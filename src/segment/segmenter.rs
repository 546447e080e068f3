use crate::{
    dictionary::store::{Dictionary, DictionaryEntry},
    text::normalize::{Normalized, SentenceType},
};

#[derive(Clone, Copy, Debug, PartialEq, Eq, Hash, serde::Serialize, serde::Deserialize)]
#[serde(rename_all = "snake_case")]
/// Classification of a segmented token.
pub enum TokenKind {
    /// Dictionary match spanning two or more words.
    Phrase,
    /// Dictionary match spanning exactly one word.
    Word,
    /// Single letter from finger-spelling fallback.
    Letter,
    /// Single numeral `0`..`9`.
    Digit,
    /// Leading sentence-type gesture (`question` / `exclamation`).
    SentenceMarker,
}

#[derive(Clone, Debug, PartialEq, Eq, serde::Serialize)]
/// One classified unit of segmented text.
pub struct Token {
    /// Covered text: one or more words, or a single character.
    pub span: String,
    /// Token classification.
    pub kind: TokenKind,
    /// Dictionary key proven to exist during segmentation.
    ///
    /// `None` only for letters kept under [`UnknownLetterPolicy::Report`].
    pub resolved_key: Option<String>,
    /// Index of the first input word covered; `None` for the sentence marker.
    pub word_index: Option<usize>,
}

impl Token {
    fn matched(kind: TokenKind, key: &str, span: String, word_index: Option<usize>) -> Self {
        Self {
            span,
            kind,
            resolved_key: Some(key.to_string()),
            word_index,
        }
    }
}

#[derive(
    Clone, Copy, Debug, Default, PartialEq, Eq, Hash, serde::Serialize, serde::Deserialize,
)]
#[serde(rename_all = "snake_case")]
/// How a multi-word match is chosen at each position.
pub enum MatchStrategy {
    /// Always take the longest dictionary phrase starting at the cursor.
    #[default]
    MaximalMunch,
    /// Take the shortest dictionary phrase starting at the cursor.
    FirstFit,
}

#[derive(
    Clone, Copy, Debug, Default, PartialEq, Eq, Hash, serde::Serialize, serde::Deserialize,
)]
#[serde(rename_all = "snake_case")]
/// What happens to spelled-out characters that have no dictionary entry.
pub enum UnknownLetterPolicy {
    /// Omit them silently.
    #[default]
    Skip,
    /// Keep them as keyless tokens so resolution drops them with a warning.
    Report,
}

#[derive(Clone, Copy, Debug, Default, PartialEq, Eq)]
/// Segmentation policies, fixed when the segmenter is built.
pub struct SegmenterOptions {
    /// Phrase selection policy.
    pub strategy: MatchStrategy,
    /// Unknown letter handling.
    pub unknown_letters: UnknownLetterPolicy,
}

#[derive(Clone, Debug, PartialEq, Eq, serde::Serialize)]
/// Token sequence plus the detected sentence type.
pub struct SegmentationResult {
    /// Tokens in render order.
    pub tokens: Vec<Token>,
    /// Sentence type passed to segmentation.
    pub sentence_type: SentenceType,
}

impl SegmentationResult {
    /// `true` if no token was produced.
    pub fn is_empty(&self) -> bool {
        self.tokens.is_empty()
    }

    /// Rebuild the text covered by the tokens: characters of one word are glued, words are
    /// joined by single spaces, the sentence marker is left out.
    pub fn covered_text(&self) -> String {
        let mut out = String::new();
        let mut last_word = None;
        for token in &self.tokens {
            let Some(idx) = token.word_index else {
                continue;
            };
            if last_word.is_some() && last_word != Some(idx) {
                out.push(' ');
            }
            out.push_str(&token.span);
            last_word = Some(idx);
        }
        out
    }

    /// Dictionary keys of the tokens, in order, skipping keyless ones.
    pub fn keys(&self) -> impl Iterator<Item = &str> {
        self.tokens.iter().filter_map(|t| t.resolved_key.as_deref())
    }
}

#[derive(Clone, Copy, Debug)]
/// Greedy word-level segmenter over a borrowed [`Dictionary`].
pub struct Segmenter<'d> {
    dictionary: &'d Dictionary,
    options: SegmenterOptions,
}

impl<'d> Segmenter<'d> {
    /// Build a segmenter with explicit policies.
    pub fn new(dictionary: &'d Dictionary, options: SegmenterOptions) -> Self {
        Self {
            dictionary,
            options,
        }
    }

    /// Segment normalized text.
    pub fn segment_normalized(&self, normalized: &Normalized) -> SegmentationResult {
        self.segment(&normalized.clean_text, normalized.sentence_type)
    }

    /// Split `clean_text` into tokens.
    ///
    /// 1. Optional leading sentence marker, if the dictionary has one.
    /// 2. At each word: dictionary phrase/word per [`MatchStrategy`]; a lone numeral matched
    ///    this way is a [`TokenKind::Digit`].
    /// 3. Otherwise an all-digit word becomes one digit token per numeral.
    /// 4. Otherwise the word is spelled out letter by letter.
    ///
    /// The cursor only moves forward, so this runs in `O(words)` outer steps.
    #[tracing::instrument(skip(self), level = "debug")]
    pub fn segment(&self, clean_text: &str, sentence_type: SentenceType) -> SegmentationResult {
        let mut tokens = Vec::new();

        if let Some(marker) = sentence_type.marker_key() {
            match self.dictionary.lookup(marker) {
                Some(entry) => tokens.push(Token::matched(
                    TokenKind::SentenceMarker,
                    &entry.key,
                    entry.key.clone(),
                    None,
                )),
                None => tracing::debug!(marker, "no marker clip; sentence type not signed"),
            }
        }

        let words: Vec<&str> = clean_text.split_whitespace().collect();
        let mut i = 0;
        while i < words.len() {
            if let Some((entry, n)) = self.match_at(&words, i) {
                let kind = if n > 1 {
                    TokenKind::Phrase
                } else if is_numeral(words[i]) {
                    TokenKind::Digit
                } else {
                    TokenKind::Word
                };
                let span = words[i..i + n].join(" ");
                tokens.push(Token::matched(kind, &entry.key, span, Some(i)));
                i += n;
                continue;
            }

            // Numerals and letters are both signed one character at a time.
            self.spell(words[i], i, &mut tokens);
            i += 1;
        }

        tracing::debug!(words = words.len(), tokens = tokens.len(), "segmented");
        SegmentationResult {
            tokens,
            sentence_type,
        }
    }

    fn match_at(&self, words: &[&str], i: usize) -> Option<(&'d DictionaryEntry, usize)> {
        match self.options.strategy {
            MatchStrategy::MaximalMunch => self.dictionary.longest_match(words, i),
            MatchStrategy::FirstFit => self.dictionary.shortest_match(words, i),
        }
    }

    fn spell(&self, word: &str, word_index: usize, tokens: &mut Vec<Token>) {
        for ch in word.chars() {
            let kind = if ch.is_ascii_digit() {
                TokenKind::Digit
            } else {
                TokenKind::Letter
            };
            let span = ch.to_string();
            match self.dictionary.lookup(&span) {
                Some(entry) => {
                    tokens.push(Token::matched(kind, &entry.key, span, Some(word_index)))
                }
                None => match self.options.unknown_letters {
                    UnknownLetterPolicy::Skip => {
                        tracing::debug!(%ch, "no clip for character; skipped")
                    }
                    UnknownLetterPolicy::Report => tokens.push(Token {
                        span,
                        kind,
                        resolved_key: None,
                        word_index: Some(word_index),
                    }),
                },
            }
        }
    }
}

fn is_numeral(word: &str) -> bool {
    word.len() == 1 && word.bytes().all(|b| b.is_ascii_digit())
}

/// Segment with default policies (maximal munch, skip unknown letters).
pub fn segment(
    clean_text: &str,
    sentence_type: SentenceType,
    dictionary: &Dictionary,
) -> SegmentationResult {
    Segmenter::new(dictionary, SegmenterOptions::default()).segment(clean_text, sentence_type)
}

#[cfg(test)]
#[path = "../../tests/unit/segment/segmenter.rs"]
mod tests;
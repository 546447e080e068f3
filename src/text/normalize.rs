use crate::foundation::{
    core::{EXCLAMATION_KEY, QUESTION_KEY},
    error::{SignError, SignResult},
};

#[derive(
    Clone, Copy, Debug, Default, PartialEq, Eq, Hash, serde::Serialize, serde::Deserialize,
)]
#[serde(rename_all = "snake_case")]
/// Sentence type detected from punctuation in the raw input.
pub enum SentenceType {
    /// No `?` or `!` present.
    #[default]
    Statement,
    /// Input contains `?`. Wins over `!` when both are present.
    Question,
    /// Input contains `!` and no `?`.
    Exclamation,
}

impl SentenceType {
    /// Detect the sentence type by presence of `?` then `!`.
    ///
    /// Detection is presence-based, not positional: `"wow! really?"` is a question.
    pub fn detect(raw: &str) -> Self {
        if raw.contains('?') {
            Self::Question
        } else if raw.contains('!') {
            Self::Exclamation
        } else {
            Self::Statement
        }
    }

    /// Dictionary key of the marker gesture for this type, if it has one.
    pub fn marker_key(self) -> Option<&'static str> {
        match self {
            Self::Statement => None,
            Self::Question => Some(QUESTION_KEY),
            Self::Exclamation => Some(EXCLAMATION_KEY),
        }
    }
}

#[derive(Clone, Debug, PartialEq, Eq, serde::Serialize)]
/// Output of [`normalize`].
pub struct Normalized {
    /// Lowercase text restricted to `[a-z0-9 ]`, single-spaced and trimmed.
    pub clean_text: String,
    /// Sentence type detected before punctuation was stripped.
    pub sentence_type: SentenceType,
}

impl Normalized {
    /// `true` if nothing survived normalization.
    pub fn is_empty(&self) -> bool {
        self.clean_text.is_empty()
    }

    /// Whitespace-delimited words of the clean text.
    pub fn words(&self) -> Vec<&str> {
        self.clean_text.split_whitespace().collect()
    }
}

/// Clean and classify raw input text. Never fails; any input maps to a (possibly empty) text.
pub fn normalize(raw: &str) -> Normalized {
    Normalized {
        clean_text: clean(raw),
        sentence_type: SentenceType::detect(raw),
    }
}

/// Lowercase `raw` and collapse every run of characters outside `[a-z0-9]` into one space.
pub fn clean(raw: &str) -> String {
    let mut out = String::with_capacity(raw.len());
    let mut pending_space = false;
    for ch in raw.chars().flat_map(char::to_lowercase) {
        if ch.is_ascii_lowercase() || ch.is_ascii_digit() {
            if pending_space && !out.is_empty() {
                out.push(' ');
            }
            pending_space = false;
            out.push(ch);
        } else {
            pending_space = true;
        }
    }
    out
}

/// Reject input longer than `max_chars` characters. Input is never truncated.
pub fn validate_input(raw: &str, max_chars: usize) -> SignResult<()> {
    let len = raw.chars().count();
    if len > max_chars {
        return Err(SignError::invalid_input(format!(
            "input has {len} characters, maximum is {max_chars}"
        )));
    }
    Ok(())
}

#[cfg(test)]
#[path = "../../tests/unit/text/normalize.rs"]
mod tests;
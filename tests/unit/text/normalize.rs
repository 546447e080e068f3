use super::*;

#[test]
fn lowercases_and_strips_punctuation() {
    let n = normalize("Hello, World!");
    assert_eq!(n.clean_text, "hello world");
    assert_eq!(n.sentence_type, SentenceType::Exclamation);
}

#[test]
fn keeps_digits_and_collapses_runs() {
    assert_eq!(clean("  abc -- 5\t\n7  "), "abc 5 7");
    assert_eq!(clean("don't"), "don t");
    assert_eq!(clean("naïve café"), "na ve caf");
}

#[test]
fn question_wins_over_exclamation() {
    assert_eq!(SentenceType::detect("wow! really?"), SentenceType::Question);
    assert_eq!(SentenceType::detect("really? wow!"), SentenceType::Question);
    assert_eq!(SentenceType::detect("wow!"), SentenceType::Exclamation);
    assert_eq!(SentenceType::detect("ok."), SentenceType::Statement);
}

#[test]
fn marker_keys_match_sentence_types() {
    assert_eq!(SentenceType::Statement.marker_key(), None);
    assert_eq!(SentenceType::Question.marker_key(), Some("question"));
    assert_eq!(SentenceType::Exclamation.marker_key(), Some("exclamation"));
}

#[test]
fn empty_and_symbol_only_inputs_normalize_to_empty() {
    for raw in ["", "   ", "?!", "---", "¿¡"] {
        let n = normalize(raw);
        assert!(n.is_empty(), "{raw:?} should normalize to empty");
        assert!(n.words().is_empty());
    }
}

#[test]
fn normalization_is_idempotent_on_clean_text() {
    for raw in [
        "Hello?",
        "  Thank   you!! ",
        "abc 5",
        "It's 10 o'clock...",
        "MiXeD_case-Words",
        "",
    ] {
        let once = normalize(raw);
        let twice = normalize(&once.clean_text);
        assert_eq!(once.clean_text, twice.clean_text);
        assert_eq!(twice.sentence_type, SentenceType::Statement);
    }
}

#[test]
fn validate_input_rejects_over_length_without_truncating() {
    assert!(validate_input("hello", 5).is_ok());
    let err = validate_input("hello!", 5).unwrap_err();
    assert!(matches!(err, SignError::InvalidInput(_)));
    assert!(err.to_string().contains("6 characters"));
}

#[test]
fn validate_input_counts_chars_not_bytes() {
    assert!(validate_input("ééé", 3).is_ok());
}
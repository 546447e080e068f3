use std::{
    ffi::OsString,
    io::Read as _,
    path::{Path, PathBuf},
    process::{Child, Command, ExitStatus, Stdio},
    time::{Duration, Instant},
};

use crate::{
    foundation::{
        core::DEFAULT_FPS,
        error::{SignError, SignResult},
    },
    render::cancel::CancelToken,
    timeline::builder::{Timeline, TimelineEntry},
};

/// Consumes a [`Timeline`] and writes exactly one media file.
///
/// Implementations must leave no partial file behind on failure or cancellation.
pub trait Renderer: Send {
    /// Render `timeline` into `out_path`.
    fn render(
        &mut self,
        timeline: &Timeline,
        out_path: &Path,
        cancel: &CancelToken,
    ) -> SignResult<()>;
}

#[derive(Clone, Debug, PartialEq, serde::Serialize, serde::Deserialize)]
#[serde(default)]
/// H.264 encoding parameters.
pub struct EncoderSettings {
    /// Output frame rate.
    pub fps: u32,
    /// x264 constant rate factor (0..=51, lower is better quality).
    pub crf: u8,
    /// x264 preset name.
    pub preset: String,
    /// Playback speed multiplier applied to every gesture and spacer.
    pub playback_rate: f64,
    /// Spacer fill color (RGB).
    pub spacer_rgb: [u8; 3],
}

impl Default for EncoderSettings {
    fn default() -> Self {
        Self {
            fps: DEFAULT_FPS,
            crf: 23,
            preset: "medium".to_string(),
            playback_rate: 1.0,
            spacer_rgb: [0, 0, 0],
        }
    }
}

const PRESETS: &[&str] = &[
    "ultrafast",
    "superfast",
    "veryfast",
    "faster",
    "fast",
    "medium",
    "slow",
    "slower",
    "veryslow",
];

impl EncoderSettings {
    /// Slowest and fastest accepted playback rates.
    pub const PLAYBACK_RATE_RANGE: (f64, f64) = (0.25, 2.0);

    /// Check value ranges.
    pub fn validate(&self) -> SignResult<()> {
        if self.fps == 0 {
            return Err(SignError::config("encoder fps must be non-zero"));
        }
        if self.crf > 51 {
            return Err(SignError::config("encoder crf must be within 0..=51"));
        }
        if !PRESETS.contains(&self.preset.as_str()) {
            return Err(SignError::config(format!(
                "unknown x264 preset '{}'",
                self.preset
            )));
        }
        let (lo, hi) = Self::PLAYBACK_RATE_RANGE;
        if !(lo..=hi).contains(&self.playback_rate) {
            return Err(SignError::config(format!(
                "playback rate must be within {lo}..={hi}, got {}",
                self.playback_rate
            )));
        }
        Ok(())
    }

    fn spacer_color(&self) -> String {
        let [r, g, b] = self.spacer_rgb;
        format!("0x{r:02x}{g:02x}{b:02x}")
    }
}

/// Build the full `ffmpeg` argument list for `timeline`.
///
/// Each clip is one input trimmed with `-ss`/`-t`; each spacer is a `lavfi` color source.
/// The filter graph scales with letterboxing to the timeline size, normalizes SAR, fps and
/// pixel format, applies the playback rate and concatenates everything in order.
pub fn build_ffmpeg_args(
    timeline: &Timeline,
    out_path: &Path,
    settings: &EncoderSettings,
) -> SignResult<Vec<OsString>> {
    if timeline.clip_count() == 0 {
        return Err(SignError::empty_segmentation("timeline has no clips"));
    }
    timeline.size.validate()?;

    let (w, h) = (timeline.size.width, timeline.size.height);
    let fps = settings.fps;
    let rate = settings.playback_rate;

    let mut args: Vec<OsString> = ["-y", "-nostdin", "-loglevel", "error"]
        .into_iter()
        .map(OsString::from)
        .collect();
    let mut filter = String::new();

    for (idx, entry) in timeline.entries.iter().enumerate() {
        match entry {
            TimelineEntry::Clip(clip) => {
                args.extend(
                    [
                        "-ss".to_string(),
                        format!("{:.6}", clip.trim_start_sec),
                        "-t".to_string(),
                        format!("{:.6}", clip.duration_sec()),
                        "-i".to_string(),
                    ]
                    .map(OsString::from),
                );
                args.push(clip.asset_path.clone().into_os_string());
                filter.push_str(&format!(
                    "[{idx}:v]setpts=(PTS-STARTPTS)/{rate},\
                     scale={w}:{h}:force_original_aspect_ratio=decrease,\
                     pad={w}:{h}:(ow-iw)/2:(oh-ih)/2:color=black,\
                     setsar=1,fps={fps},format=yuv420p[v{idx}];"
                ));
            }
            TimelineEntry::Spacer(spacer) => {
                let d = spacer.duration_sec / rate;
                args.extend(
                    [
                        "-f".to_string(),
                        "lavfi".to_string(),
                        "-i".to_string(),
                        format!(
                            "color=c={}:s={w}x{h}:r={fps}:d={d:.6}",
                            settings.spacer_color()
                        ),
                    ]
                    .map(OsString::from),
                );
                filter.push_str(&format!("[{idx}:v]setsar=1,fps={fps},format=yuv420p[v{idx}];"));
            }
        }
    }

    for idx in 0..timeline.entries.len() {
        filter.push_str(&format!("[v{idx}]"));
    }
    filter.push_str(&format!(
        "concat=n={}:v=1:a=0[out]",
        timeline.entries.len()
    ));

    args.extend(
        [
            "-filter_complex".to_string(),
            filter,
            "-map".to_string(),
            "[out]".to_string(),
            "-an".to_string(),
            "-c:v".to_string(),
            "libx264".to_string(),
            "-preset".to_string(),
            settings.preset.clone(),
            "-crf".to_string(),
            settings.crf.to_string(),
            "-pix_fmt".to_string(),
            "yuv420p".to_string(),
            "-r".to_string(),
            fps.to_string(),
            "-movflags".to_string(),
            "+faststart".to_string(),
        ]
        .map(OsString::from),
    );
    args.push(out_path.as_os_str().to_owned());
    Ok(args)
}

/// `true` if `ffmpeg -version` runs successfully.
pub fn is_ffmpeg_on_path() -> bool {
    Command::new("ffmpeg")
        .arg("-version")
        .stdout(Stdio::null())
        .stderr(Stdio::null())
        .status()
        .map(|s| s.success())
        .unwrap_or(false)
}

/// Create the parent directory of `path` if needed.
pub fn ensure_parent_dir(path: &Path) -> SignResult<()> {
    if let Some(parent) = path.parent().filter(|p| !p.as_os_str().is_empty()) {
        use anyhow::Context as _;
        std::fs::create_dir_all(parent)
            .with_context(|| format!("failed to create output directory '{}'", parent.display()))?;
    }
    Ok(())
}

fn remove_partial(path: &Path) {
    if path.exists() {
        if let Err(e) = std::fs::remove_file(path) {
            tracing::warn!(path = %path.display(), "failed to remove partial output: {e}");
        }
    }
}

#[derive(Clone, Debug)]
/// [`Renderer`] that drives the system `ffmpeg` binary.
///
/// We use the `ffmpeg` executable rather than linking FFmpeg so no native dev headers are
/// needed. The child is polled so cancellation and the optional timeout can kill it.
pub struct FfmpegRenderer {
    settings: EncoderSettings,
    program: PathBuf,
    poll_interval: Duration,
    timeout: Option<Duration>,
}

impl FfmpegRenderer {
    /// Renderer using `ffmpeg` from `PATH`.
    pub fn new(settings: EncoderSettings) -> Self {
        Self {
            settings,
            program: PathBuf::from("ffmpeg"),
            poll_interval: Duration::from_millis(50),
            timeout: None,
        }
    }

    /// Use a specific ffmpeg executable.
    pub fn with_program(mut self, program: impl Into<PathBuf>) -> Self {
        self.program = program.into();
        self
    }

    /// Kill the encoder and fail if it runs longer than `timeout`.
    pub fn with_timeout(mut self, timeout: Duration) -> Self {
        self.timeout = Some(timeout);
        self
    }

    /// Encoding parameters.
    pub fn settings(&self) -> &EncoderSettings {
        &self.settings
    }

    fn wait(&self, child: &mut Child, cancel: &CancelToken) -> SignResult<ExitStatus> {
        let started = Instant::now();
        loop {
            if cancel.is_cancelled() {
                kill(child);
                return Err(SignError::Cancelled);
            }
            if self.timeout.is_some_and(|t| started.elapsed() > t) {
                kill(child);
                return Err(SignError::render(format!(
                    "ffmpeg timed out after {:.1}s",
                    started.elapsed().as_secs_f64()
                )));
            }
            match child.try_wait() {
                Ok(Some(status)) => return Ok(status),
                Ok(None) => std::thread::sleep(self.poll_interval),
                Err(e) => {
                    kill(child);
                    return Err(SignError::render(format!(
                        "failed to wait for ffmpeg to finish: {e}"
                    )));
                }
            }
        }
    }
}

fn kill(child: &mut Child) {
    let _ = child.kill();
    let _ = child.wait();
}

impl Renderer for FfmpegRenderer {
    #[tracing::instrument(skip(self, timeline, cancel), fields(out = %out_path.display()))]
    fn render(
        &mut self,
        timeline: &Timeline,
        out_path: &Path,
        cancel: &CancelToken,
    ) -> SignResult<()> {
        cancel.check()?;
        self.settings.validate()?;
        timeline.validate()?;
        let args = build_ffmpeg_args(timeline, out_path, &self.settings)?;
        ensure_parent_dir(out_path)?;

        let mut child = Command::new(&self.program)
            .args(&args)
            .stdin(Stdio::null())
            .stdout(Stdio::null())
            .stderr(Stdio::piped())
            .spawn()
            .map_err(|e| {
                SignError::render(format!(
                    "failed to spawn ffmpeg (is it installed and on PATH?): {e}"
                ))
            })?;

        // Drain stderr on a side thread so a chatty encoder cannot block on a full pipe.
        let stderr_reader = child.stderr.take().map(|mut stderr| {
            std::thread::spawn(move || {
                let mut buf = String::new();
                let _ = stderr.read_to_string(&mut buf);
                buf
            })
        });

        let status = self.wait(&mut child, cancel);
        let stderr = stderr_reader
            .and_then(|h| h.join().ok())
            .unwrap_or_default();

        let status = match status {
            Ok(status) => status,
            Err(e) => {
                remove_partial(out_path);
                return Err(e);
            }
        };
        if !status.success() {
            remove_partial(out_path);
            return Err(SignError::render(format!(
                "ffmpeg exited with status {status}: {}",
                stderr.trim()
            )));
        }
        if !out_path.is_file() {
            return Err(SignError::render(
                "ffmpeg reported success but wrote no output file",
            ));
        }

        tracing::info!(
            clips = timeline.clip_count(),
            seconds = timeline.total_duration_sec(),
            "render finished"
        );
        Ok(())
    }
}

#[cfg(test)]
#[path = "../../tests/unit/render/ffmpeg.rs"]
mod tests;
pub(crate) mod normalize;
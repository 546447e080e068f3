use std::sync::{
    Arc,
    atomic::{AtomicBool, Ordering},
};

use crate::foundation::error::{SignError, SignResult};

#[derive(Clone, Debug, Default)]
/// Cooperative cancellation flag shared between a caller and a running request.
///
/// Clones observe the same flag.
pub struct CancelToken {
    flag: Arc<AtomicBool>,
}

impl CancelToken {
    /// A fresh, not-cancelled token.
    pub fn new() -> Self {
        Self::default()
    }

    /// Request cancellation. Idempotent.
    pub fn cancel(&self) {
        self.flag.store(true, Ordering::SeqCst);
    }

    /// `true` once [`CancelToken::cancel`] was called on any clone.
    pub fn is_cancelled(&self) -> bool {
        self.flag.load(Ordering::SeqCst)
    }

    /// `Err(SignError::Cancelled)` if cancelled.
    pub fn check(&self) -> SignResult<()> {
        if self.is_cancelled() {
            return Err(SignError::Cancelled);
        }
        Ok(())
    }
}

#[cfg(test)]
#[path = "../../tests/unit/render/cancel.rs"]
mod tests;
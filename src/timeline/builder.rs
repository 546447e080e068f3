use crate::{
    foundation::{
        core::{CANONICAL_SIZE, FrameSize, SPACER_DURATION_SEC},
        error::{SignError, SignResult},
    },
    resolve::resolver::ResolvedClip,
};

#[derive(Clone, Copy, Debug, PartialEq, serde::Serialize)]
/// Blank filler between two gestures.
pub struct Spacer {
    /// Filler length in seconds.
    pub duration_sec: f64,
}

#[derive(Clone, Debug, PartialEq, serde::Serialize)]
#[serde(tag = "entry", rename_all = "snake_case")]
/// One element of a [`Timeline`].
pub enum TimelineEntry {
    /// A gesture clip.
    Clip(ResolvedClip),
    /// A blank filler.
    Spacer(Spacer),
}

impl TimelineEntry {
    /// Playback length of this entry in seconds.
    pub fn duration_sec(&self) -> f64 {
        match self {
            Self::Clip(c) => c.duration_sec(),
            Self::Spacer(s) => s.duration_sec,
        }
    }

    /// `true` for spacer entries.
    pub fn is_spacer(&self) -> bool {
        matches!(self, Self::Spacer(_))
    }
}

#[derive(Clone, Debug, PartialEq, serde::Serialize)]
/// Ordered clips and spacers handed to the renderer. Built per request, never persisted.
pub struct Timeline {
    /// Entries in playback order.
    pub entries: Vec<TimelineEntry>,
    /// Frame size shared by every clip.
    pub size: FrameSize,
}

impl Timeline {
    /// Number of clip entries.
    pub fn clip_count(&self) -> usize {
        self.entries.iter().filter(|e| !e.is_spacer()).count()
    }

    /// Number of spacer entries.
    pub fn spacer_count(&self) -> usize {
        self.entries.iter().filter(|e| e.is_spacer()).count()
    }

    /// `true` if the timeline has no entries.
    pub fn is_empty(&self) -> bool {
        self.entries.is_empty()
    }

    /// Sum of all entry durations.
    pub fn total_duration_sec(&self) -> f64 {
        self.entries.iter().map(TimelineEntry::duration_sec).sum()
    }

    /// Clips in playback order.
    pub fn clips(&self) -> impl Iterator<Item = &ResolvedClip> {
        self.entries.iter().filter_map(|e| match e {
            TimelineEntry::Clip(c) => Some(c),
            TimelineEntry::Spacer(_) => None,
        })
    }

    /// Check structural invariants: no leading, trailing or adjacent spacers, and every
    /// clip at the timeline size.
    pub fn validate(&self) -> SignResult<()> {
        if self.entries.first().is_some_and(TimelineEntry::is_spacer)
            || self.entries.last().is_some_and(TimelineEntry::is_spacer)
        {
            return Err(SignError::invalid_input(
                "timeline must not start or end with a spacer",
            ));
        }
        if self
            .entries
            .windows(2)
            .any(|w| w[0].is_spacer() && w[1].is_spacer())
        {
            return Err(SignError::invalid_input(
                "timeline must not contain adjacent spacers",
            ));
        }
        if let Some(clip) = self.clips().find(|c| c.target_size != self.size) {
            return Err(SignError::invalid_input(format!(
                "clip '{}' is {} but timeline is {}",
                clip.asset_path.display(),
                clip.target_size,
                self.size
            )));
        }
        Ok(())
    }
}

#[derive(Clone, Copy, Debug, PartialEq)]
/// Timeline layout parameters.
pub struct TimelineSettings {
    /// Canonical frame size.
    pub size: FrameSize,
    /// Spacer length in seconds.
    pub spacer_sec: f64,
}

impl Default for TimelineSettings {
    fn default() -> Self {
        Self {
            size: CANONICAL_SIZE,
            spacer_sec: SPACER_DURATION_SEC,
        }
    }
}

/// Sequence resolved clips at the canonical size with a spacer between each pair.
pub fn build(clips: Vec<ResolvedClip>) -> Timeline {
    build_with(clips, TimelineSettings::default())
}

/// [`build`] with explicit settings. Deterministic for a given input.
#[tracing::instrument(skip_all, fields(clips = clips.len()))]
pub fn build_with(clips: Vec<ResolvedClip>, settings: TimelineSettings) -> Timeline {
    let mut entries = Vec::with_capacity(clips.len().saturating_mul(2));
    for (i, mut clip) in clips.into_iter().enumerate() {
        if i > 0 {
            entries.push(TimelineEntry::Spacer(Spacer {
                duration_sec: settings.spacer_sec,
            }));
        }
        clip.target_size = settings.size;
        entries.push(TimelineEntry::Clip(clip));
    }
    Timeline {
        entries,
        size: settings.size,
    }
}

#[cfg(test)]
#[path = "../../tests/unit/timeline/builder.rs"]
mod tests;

EXERCISE >> Report each line of the listing above that uses the word "Number".

SOLUTION BELOW >>
    /// Number of clip entries.
    /// Number of spacer entries.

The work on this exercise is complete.